[Items from a data source]
• • • • • • •
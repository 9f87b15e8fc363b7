use std::fs;
use std::path::{Path, PathBuf};
use std::process::ExitCode;

use runeshow_core::input::{parse_hex_bytes, parse_hex_units};
use runeshow_core::{Scenario, TextReport, inspect_utf8, inspect_utf16, run_scenario};

fn main() -> ExitCode {
    if let Err(err) = run() {
        eprintln!("error: {}", err);
        return ExitCode::from(1);
    }
    ExitCode::SUCCESS
}

fn run() -> Result<(), String> {
    let root = PathBuf::from("tests").join("golden");
    let entries =
        fs::read_dir(&root).map_err(|err| format!("failed to read {}: {}", root.display(), err))?;

    for entry in entries {
        let entry = entry.map_err(|err| format!("failed to read entry: {}", err))?;
        let path = entry.path();
        if !path.is_dir() {
            continue;
        }
        if path.join("input.hex").exists() {
            regenerate_report(&path, false)?;
        } else if path.join("input.utf16.hex").exists() {
            regenerate_report(&path, true)?;
        } else if path.join("scenario.txt").exists() {
            regenerate_output(&path)?;
        }
    }

    Ok(())
}

fn regenerate_report(dir: &Path, utf16: bool) -> Result<(), String> {
    let input = dir.join(if utf16 { "input.utf16.hex" } else { "input.hex" });
    let hex = read(&input)?;
    let report: TextReport = if utf16 {
        let units = parse_hex_units(&hex)
            .map_err(|err| format!("bad input {}: {}", input.display(), err))?;
        inspect_utf16(&units)
    } else {
        let bytes = parse_hex_bytes(&hex)
            .map_err(|err| format!("bad input {}: {}", input.display(), err))?;
        inspect_utf8(&bytes)
    };
    let json = serde_json::to_string_pretty(&report)
        .map_err(|err| format!("JSON serialization failed: {}", err))?;
    write(&dir.join("expected_report.json"), json.as_bytes())
}

fn regenerate_output(dir: &Path) -> Result<(), String> {
    let name = read(&dir.join("scenario.txt"))?;
    let scenario: Scenario = name.trim().parse().map_err(|err| format!("{}", err))?;
    let mut out = Vec::new();
    run_scenario(scenario, &mut out).map_err(|err| format!("demo failed: {}", err))?;
    write(&dir.join("expected_output.txt"), &out)
}

fn read(path: &Path) -> Result<String, String> {
    fs::read_to_string(path).map_err(|err| format!("failed to read {}: {}", path.display(), err))
}

fn write(path: &Path, contents: &[u8]) -> Result<(), String> {
    fs::write(path, contents).map_err(|err| format!("failed to write {}: {}", path.display(), err))
}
• • • • • • •
What is being asked:
Wherever a line of the records above contains the string "contents", copy that line out.

Result below:
fn write(path: &Path, contents: &[u8]) -> Result<(), String> {
    fs::write(path, contents).map_err(|err| format!("failed to write {}: {}", path.display(), err))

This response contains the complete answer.